= About this task =
Where a line in the listing contains the string "Deserialized", copy that line out.

= Entries shown =
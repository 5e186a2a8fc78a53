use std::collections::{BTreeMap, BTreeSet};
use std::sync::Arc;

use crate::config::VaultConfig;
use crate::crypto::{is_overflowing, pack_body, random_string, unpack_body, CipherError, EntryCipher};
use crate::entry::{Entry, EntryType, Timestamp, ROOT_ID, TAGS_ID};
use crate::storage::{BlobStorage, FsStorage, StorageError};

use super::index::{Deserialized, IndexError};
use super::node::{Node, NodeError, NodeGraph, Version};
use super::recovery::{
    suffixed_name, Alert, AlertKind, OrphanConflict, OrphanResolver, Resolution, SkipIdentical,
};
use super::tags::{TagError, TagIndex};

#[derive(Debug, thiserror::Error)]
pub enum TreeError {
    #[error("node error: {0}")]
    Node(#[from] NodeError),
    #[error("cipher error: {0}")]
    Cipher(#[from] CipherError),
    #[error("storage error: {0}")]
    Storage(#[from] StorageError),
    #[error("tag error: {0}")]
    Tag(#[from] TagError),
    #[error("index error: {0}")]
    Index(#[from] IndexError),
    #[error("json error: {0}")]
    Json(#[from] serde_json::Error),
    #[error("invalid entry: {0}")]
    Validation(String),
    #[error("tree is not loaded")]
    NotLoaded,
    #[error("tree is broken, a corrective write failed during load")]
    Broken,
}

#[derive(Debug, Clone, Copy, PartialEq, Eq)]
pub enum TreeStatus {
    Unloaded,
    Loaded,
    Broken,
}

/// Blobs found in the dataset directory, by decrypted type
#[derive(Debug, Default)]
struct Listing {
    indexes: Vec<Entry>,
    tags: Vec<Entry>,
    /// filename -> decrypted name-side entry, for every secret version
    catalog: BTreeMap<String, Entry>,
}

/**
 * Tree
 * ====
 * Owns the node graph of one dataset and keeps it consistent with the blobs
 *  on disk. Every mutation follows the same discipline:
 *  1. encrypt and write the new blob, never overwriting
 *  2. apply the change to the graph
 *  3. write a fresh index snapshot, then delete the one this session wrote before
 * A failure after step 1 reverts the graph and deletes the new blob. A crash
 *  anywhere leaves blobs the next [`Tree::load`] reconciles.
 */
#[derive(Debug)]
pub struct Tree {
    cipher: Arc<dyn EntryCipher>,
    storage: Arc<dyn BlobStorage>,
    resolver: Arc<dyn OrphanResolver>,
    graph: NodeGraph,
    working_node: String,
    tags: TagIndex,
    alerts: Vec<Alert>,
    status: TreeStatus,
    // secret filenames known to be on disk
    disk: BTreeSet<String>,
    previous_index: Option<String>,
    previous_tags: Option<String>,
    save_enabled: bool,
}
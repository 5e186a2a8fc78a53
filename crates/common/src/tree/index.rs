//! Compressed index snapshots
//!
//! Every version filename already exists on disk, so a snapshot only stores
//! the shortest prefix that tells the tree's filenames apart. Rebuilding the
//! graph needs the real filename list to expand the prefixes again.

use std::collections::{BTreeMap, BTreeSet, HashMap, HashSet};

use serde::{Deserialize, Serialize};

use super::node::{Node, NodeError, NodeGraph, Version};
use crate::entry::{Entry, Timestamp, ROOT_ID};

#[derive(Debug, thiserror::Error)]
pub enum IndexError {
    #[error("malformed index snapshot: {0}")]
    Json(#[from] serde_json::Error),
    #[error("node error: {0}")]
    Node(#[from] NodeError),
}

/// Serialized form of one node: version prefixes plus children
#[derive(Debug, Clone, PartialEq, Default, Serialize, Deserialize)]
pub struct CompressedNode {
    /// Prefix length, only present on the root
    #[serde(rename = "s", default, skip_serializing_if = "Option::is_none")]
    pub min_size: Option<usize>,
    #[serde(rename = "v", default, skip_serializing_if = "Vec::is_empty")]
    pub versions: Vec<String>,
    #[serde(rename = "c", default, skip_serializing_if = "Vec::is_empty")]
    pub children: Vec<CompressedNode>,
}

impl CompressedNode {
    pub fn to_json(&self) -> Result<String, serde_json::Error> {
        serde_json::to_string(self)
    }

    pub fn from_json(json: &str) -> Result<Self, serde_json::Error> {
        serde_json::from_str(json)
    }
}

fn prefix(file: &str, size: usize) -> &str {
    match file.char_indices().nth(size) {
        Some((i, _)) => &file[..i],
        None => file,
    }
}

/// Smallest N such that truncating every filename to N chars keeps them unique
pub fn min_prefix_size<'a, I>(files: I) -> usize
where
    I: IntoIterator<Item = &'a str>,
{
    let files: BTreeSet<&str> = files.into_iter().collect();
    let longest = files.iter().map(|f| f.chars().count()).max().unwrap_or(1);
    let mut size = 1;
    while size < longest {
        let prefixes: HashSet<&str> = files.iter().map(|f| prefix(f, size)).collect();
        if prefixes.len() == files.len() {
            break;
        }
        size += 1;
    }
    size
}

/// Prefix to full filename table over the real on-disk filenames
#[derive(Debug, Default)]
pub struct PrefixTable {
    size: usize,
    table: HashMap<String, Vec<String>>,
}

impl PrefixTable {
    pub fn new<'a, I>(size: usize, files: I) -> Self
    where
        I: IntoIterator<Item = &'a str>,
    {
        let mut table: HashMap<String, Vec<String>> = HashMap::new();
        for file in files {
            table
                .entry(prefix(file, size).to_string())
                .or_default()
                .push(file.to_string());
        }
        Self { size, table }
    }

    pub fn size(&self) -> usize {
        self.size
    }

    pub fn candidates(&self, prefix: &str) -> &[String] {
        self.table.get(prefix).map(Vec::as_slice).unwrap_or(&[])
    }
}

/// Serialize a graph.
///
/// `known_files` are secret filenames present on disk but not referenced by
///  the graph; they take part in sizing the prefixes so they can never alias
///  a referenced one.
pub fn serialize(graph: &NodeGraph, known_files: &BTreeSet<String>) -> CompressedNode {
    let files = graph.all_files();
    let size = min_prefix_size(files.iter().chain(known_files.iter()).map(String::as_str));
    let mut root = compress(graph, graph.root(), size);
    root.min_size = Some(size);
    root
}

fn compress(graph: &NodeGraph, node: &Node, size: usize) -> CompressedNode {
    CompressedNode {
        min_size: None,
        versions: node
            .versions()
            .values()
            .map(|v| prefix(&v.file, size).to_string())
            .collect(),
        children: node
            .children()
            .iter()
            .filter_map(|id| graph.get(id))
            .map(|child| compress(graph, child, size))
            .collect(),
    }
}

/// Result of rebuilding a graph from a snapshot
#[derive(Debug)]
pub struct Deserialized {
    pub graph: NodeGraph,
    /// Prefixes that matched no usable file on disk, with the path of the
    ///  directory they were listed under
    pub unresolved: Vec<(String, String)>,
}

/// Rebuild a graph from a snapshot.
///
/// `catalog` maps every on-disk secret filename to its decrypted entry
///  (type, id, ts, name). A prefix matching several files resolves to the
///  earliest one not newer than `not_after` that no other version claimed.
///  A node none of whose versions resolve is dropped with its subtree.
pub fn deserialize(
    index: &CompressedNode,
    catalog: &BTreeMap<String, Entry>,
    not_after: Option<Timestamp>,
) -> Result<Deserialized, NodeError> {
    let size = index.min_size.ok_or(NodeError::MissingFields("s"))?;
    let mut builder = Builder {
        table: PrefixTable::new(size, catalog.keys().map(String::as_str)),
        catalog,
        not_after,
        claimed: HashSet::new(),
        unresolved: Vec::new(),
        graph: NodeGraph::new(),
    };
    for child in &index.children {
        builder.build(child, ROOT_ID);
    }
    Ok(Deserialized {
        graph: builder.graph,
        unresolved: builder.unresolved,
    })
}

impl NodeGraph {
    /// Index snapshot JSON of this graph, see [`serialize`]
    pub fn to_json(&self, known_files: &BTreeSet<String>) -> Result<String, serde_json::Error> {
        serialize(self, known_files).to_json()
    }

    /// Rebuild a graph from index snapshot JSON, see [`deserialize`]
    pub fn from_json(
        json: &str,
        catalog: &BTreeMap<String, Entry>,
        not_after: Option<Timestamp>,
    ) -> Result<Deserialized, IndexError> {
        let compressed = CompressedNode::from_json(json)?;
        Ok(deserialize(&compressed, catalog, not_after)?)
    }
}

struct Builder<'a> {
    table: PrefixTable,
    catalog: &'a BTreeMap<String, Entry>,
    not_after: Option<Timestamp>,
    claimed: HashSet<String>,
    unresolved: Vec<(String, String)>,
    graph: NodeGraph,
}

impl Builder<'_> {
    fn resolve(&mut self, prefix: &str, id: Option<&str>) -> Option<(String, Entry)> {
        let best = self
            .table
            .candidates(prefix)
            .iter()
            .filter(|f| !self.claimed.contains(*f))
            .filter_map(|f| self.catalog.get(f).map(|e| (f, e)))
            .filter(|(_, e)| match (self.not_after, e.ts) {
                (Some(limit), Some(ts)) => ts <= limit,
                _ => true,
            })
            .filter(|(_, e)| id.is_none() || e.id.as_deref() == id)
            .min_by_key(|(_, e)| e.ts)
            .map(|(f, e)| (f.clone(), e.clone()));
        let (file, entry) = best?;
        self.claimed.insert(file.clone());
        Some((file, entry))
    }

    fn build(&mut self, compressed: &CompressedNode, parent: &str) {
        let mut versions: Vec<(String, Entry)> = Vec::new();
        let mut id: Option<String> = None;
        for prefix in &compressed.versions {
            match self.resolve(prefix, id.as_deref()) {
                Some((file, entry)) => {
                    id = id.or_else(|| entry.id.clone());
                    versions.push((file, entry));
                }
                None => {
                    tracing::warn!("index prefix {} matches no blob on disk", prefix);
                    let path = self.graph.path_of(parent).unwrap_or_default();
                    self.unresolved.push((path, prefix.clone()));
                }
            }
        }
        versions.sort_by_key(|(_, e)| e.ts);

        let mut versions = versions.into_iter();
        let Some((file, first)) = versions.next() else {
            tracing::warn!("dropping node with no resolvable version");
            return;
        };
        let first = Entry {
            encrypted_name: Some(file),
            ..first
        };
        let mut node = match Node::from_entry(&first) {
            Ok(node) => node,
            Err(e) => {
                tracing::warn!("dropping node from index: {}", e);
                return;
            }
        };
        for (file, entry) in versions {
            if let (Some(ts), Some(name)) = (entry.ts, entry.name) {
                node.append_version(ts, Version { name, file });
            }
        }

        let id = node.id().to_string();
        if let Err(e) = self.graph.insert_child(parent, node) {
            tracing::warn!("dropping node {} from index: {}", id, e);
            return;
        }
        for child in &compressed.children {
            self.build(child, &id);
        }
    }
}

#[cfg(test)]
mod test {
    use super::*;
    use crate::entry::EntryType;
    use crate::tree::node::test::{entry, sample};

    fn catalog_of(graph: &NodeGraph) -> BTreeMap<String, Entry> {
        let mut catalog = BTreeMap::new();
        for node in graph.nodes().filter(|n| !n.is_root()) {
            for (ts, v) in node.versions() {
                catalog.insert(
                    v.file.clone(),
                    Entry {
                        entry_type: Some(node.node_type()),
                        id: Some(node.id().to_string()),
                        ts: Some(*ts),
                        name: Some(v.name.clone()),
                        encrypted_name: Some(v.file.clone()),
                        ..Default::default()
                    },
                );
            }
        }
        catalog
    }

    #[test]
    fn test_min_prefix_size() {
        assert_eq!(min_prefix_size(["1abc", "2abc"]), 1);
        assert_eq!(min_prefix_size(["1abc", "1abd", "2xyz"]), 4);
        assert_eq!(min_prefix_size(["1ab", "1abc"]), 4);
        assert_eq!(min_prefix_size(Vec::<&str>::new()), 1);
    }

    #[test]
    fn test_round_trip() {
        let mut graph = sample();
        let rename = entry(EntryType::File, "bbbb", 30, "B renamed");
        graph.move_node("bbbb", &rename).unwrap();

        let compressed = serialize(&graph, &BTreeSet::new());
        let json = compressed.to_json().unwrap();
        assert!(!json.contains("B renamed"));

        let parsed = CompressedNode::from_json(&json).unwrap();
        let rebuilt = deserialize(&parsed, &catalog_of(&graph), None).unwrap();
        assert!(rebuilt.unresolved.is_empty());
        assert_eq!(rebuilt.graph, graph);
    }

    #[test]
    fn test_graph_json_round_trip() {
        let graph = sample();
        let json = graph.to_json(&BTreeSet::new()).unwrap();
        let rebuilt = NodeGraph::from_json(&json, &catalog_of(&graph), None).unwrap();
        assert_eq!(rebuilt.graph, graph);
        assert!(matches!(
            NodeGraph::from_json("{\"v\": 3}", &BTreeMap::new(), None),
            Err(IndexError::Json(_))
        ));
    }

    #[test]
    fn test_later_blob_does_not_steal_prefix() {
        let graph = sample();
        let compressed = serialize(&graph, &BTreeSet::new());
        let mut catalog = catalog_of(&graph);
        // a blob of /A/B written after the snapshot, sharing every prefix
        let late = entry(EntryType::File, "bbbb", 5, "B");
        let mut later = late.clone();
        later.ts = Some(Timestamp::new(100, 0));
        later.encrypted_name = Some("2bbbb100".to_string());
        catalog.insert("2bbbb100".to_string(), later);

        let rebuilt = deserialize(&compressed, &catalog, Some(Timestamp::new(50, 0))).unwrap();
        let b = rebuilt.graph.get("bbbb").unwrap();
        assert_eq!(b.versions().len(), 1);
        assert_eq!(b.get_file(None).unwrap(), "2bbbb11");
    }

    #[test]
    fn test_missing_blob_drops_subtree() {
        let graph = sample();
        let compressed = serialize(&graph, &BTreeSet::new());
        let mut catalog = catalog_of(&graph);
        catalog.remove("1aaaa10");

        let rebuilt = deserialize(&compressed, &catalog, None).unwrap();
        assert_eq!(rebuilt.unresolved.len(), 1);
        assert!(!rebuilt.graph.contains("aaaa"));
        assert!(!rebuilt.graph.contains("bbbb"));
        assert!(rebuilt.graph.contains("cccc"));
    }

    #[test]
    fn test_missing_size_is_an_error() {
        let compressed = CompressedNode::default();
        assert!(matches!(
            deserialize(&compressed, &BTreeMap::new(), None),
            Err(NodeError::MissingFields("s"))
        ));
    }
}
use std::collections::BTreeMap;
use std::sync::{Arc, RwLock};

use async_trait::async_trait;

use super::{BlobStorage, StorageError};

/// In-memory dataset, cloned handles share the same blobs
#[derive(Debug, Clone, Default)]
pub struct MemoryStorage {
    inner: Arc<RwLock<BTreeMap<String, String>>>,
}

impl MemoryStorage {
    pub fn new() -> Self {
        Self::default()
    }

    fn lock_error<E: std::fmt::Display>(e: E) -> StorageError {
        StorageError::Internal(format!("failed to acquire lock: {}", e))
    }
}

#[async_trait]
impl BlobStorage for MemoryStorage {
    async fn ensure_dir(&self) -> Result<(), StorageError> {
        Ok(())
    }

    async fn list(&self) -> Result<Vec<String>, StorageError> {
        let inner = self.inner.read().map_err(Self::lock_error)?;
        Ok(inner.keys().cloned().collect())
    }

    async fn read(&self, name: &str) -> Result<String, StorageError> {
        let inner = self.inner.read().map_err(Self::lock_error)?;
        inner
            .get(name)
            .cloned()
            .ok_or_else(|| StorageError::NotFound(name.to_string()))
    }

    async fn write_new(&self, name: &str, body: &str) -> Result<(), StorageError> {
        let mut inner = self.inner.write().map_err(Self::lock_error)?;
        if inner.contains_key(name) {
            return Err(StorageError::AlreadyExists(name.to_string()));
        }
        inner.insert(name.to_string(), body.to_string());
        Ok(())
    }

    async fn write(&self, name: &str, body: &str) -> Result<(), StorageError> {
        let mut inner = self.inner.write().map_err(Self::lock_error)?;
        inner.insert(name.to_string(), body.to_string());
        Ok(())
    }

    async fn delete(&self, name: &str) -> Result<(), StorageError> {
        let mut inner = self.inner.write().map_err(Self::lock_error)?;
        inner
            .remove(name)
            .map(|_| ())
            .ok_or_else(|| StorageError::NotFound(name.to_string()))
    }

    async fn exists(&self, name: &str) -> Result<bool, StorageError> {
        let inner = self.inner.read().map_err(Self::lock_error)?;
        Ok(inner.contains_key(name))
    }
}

= Result below =
use super::index::{Deserialized, IndexError};
pub struct Deserialized {
) -> Result<Deserialized, NodeError> {
    Ok(Deserialized {
    ) -> Result<Deserialized, IndexError> {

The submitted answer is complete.